→ **Exercise brief**
This exercise calls for the line with "and JSON are", the line with "pub fn load_from_file(path: Option<PathBuf>)", and all lines between them in the material below, output exactly and with no other lines.

→ **Exercise data**

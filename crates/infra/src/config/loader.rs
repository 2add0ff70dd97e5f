//! Configuration loader
//!
//! Loads application configuration from files and environment variables.
//!
//! ## Loading Strategy
//! 1. Load a `.env` file from the working directory, if there is one
//! 2. Read the file named by `TETHER_CONFIG`, or the first file found by
//!    [`probe_config_paths`], or start from [`Config::default`]
//! 3. Apply environment variable overrides on top
//! 4. Validate the result
//!
//! Every config field has a default, so files only carry what they change.
//!
//! ## Environment Variables
//! - `TETHER_CONFIG`: Explicit config file path
//! - `TETHER_DB_PATH`: Database file path
//! - `TETHER_DB_POOL_SIZE`: Connection pool size
//! - `TETHER_MAX_CONCURRENT_OPERATIONS`: Orchestrator concurrency cap
//! - `TETHER_OPERATION_TIMEOUT_MS`: Per-operation timeout
//! - `TETHER_POOL_MAX_RESOURCES`: Resource pool cap
//! - `TETHER_POOL_IDLE_TIMEOUT_MS`: Idle eviction timeout
//! - `TETHER_RATE_LIMIT_NON_BLOCKING`: Fail instead of waiting for tokens
//! - `TETHER_LOG_LEVEL`: Default log filter
//! - `TETHER_LOG_JSON`: JSON log output (true/false)
//!
//! ## File Locations
//! The loader probes the following paths (in order):
//! 1. `./tether.toml`, `./tether.json`, `./config.toml`, `./config.json`
//! 2. The same names in `../` and `../../`
//! 3. The same names next to the executable

use std::path::{Path, PathBuf};
use std::str::FromStr;

use tether_domain::{Config, Result, TetherError};

const CONFIG_FILE_NAMES: [&str; 4] = ["tether.toml", "tether.json", "config.toml", "config.json"];

/// Load configuration with the full fallback strategy
///
/// # Errors
/// Returns `TetherError::Config` if a file or variable is malformed or the
/// resulting configuration fails validation.
pub fn load() -> Result<Config> {
    match dotenvy::dotenv() {
        Ok(path) => tracing::debug!(path = %path.display(), "loaded .env"),
        Err(e) if e.not_found() => {}
        Err(e) => tracing::warn!(error = %e, "ignoring unreadable .env file"),
    }

    let explicit = std::env::var_os("TETHER_CONFIG").map(PathBuf::from);
    let mut config = match explicit.or_else(probe_config_paths) {
        Some(path) => load_file(&path)?,
        None => {
            tracing::info!("No config file found, using defaults");
            Config::default()
        }
    };

    apply_env_overrides(&mut config)?;
    config.validate()?;
    Ok(config)
}

/// Load configuration from defaults plus environment variables only
///
/// # Errors
/// Returns `TetherError::Config` if a variable has an invalid value or the
/// result fails validation.
pub fn load_from_env() -> Result<Config> {
    let mut config = Config::default();
    apply_env_overrides(&mut config)?;
    config.validate()?;
    tracing::info!("Configuration loaded from environment variables");
    Ok(config)
}

/// Load configuration from a file
///
/// If `path` is `None`, probes the standard locations. TOML and JSON are
/// supported, detected by file extension. Environment variables are not
/// applied.
///
/// # Errors
/// Returns `TetherError::Config` if the file is missing, unparsable or
/// invalid.
pub fn load_from_file(path: Option<PathBuf>) -> Result<Config> {
    let config_path = match path {
        Some(p) => p,
        None => probe_config_paths().ok_or_else(|| {
            TetherError::Config("No config file found in any of the standard locations".into())
        })?,
    };
    let config = load_file(&config_path)?;
    config.validate()?;
    Ok(config)
}

fn load_file(path: &Path) -> Result<Config> {
    if !path.exists() {
        return Err(TetherError::Config(format!("Config file not found: {}", path.display())));
    }

    tracing::info!(path = %path.display(), "Loading configuration from file");

    let contents = std::fs::read_to_string(path)
        .map_err(|e| TetherError::Config(format!("Failed to read config file: {e}")))?;

    parse_config(&contents, path)
}

/// Parse configuration by file extension (`.toml` or `.json`)
fn parse_config(contents: &str, path: &Path) -> Result<Config> {
    let extension = path.extension().and_then(|e| e.to_str()).unwrap_or("toml");

    match extension {
        "toml" => toml::from_str(contents)
            .map_err(|e| TetherError::Config(format!("Invalid TOML format: {e}"))),
        "json" => serde_json::from_str(contents)
            .map_err(|e| TetherError::Config(format!("Invalid JSON format: {e}"))),
        _ => Err(TetherError::Config(format!("Unsupported config format: {extension}"))),
    }
}

/// Overwrite `config` fields from any `TETHER_*` variables that are set
///
/// # Errors
/// Returns `TetherError::Config` naming the variable with an invalid value.
pub fn apply_env_overrides(config: &mut Config) -> Result<()> {
    if let Ok(path) = std::env::var("TETHER_DB_PATH") {
        config.database.path = path;
    }
    if let Some(size) = env_parse("TETHER_DB_POOL_SIZE")? {
        config.database.pool_size = size;
    }
    if let Some(max) = env_parse("TETHER_MAX_CONCURRENT_OPERATIONS")? {
        config.orchestrator.max_concurrent_operations = max;
    }
    if let Some(ms) = env_parse("TETHER_OPERATION_TIMEOUT_MS")? {
        config.orchestrator.operation_timeout_ms = ms;
    }
    if let Some(max) = env_parse("TETHER_POOL_MAX_RESOURCES")? {
        config.pool.max_resources = max;
    }
    if let Some(ms) = env_parse("TETHER_POOL_IDLE_TIMEOUT_MS")? {
        config.pool.idle_timeout_ms = ms;
    }
    if let Some(flag) = env_bool("TETHER_RATE_LIMIT_NON_BLOCKING") {
        config.rate_limits.non_blocking = flag;
    }
    if let Ok(level) = std::env::var("TETHER_LOG_LEVEL") {
        config.logging.level = level;
    }
    if let Some(flag) = env_bool("TETHER_LOG_JSON") {
        config.logging.json = flag;
    }
    Ok(())
}

/// Probe the standard locations for a configuration file
///
/// # Returns
/// The first config file found, or `None` if no file exists.
pub fn probe_config_paths() -> Option<PathBuf> {
    let mut dirs = Vec::new();

    if let Ok(cwd) = std::env::current_dir() {
        dirs.push(cwd.clone());
        dirs.push(cwd.join(".."));
        dirs.push(cwd.join("../.."));
    }

    if let Ok(exe_path) = std::env::current_exe() {
        if let Some(exe_dir) = exe_path.parent() {
            dirs.push(exe_dir.to_path_buf());
        }
    }

    dirs.iter()
        .flat_map(|dir| CONFIG_FILE_NAMES.iter().map(move |name| dir.join(name)))
        .find(|path| path.is_file())
}

/// Parse an optional numeric environment variable
fn env_parse<T>(key: &str) -> Result<Option<T>>
where
    T: FromStr,
    T::Err: std::fmt::Display,
{
    match std::env::var(key) {
        Ok(raw) => raw
            .trim()
            .parse::<T>()
            .map(Some)
            .map_err(|e| TetherError::Config(format!("Invalid value for {key}: {e}"))),
        Err(_) => Ok(None),
    }
}

/// Parse an optional boolean environment variable
///
/// Accepts: `1`/`0`, `true`/`false`, `yes`/`no`, `on`/`off` (case-insensitive).
/// Anything else counts as false.
fn env_bool(key: &str) -> Option<bool> {
    std::env::var(key)
        .ok()
        .map(|s| matches!(s.trim().to_ascii_lowercase().as_str(), "1" | "true" | "yes" | "on"))
}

→ **Task answer**
/// If `path` is `None`, probes the standard locations. TOML and JSON are
/// supported, detected by file extension. Environment variables are not
/// applied.
///
/// # Errors
/// Returns `TetherError::Config` if the file is missing, unparsable or
/// invalid.
pub fn load_from_file(path: Option<PathBuf>) -> Result<Config> {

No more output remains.